Competing Development Consent application
HAL are not the only party who are looking to expand at Heathrow Airport; Heathrow West Limited (“HWL”) (supported by the Arora Group, a privately owned hotel, property and construction consortium) submitted a scoping report to the Planning Inspectorate, which has subsequently issued a scoping opinion for HWL’s proposals to overlap and replace some element’s of HAL’s expansion scheme. HWL’s main consultation document includes a high level overview of the components of expansion it would look to bring forward, which include a terminal facility, alterations to roads (including the M25) and expansion of the airfield to service the new runway, amongst other things and claims that its plans will introduce competition at Heathrow Airport. However, the proposals rely on HAL bringing forward the runway itself.
If both applications are submitted, this would be the first time there have been competing development consent applications. It remains to be seen how this would work in practice if both parties are successful, especially as HWL’s proposals are reliant on HAL bringing forward the runway and would amend or replace elements of HAL’s scheme.
It’s no secret the aviation industry has been hit hard by COVID-19. HAL has called the pandemic ‘the biggest crisis the aviation sector has ever experienced’ in its written evidence to the government’s Transport Committee (which can be seen here).
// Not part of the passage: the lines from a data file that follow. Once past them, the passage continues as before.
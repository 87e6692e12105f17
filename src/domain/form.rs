use serde::{Deserialize, Serialize};

use crate::domain::timecode::Timecode;

/// One dialog's worth of raw user input, passed in wholesale per call. The
/// engine never stores it between invocations.
#[derive(Debug, Clone, Default, Serialize, Deserialize)]
pub struct FormSnapshot {
    pub input_path: String,
    pub output_basename: String,
    pub start_trim: String,
    pub end_trim: String,
    pub output_directory: String,
    pub output_extension: String,
    pub frame_rate: u32,
    pub create_reference_plane: bool,
}

#[derive(Debug, Clone, Copy, PartialEq, Eq)]
pub enum FormField {
    InputPath,
    OutputBasename,
    StartTrim,
    EndTrim,
    OutputDirectory,
}

#[derive(Debug, Clone, Copy, PartialEq, Eq)]
pub enum ValidState {
    Valid,
    Invalid,
}

/// Field-local validity for per-keystroke checks. Trim fields must parse as
/// timecodes, everything else only has to be non-empty.
pub fn validate_field(field: FormField, text: &str) -> ValidState {
    let valid = match field {
        FormField::StartTrim | FormField::EndTrim => Timecode::parse(text).is_ok(),
        FormField::InputPath | FormField::OutputBasename | FormField::OutputDirectory => {
            !text.is_empty()
        }
    };

    if valid {
        ValidState::Valid
    } else {
        ValidState::Invalid
    }
}

/// Gate for the create action: every text field filled in and both trim
/// fields well-formed. Whether end actually comes after start is left to the
/// planner at submission time, so this stays cheap enough to run on every
/// keystroke.
pub fn is_ready(snapshot: &FormSnapshot) -> bool {
    let filled = [
        &snapshot.input_path,
        &snapshot.output_basename,
        &snapshot.start_trim,
        &snapshot.end_trim,
        &snapshot.output_directory,
    ]
    .iter()
    .all(|field| !field.is_empty());

    filled
        && Timecode::parse(&snapshot.start_trim).is_ok()
        && Timecode::parse(&snapshot.end_trim).is_ok()
}

#[cfg(test)]
mod tests {
    use super::*;

    fn valid_snapshot() -> FormSnapshot {
        FormSnapshot {
            input_path: "/v.mp4".to_string(),
            output_basename: "shot".to_string(),
            start_trim: "00:00:00".to_string(),
            end_trim: "00:01:30.5".to_string(),
            output_directory: "/out".to_string(),
            output_extension: ".png".to_string(),
            frame_rate: 24,
            create_reference_plane: false,
        }
    }

    #[test]
    fn ready_when_all_fields_present_and_timecodes_parse() {
        assert!(is_ready(&valid_snapshot()));
    }

    #[test]
    fn not_ready_when_any_text_field_is_empty() {
        let cases: [fn(&mut FormSnapshot); 5] = [
            |s| s.input_path.clear(),
            |s| s.output_basename.clear(),
            |s| s.start_trim.clear(),
            |s| s.end_trim.clear(),
            |s| s.output_directory.clear(),
        ];
        for clear in cases {
            let mut snapshot = valid_snapshot();
            clear(&mut snapshot);
            assert!(!is_ready(&snapshot));
        }
    }

    #[test]
    fn not_ready_with_valid_timecodes_but_empty_output_directory() {
        let mut snapshot = valid_snapshot();
        snapshot.output_directory.clear();
        assert!(!is_ready(&snapshot));
    }

    #[test]
    fn not_ready_when_a_trim_field_is_malformed() {
        let mut snapshot = valid_snapshot();
        snapshot.end_trim = "1:2".to_string();
        assert!(!is_ready(&snapshot));
    }

    #[test]
    fn gate_ignores_trim_ordering() {
        let mut snapshot = valid_snapshot();
        snapshot.start_trim = "00:02:00".to_string();
        snapshot.end_trim = "00:01:00".to_string();
        assert!(is_ready(&snapshot));
    }

    #[test]
    fn field_validation_is_local() {
        assert_eq!(
            validate_field(FormField::StartTrim, "00:00:10"),
            ValidState::Valid
        );
        assert_eq!(
            validate_field(FormField::StartTrim, "not a timecode"),
            ValidState::Invalid
        );
        assert_eq!(
            validate_field(FormField::InputPath, "/v.mp4"),
            ValidState::Valid
        );
        assert_eq!(validate_field(FormField::OutputDirectory, ""), ValidState::Invalid);
    }
}
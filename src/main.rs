use std::path::PathBuf;
use std::process::ExitCode;
use std::sync::Arc;

use clap::Parser;
use dotenv::dotenv;

use frameseq::adapters::ffmpeg::FfmpegTranscoder;
use frameseq::adapters::ffprobe::FfprobeProber;
use frameseq::adapters::host::NullHostIntegration;
use frameseq::{is_ready, EngineConfig, FormSnapshot, JobResult, SequencerService};

/// Turn a trim window of a video file into a numbered still-image sequence.
#[derive(Debug, Parser)]
#[command(name = "frameseq", version)]
struct Args {
    /// Source video file
    input: PathBuf,

    /// Trim start, HH:MM:SS[.ff] or MM:SS[.ff]
    #[arg(long, default_value = "00:00:00")]
    start: String,

    /// Trim end; probed from the source when omitted
    #[arg(long)]
    end: Option<String>,

    /// Output frame rate
    #[arg(long, default_value_t = 24)]
    fps: u32,

    /// Directory that receives the numbered stills
    #[arg(long)]
    out_dir: PathBuf,

    /// Base name of each still, expanded as <name>_NNN<ext>
    #[arg(long)]
    name: String,

    /// Still-image extension
    #[arg(long, default_value = ".png")]
    ext: String,

    /// Hand the first frame to an attached 3D host as a reference plane
    #[arg(long)]
    reference_plane: bool,
}

#[tokio::main]
async fn main() -> ExitCode {
    dotenv().ok();
    tracing_subscriber::fmt::init();

    let args = Args::parse();
    let config = EngineConfig::from_env();

    let service = Arc::new(SequencerService::new(
        FfmpegTranscoder::new(config.ffmpeg_bin.clone()),
        FfprobeProber::new(config.ffprobe_bin.clone()),
        NullHostIntegration,
        config,
    ));

    // Pre-fill the end trim from the container duration, like the dialog
    // does when a file is picked.
    let end_trim = match args.end {
        Some(end) => end,
        None => match service.probe_duration(&args.input).await {
            Ok(duration) => duration.to_string(),
            Err(e) => {
                eprintln!("could not probe duration: {}", e);
                return ExitCode::FAILURE;
            }
        },
    };

    let snapshot = FormSnapshot {
        input_path: args.input.display().to_string(),
        output_basename: args.name,
        start_trim: args.start,
        end_trim,
        output_directory: args.out_dir.display().to_string(),
        output_extension: args.ext,
        frame_rate: args.fps,
        create_reference_plane: args.reference_plane,
    };

    if !is_ready(&snapshot) {
        eprintln!("inputs are incomplete or the trim fields are not valid timecodes");
        return ExitCode::FAILURE;
    }

    let out_dir = snapshot.output_directory.clone();
    let (mut receiver, cancel) = service.submit_background(snapshot);

    let result = tokio::select! {
        result = &mut receiver => result,
        _ = tokio::signal::ctrl_c() => {
            cancel.cancel();
            receiver.await
        }
    };

    match result {
        Ok(JobResult::Success) => {
            println!("image sequence written to {}", out_dir);
            ExitCode::SUCCESS
        }
        Ok(JobResult::Failure(diagnostic)) => {
            eprintln!("{}", diagnostic);
            ExitCode::FAILURE
        }
        Err(_) => {
            eprintln!("extraction task ended without reporting a result");
            ExitCode::FAILURE
        }
    }
}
During the Transport Committee’s meeting on ‘Coronavirus: the implications for transport’, HAL’s Chief Executive, John Holland-Kaye, confirmed despite the pandemic, they still intend to pursue the appeal to the Supreme Court). However, he also mentioned the need for expansion being contingent on the economy recovering after the pandemic.
The outcome of the Supreme Court hearing in October will no doubt be the most influential factor as to whether the expansion will go ahead. However, the impact of COVID-19 could mean further delays than those already made manifest by the CAA’s regulation on costs. If the expansion is brought forward, it remains to be seen whether there will be one promoter or two, depending on which party (or parties) are granted development consent.
The Court of Appeal judgment has already led to a claim being issued to challenge the government’s National Policy Statements for Energy Infrastructure (EN1 to EN6). The Planning Act 2008 requires the Secretary of State to review National Policy Statements when he thinks it appropriate to do so and the claimants are alleging the government’s net-zero carbon by 2050 commitment as well as the ratification of the Paris Agreement should have triggered that requirement. The claimants rely on the Court of Appeal judgment on the ANPS and so, depending on the Supreme Court outcome, could mean the repercussions of the designation of National Policy Statements reach further than just Heathrow.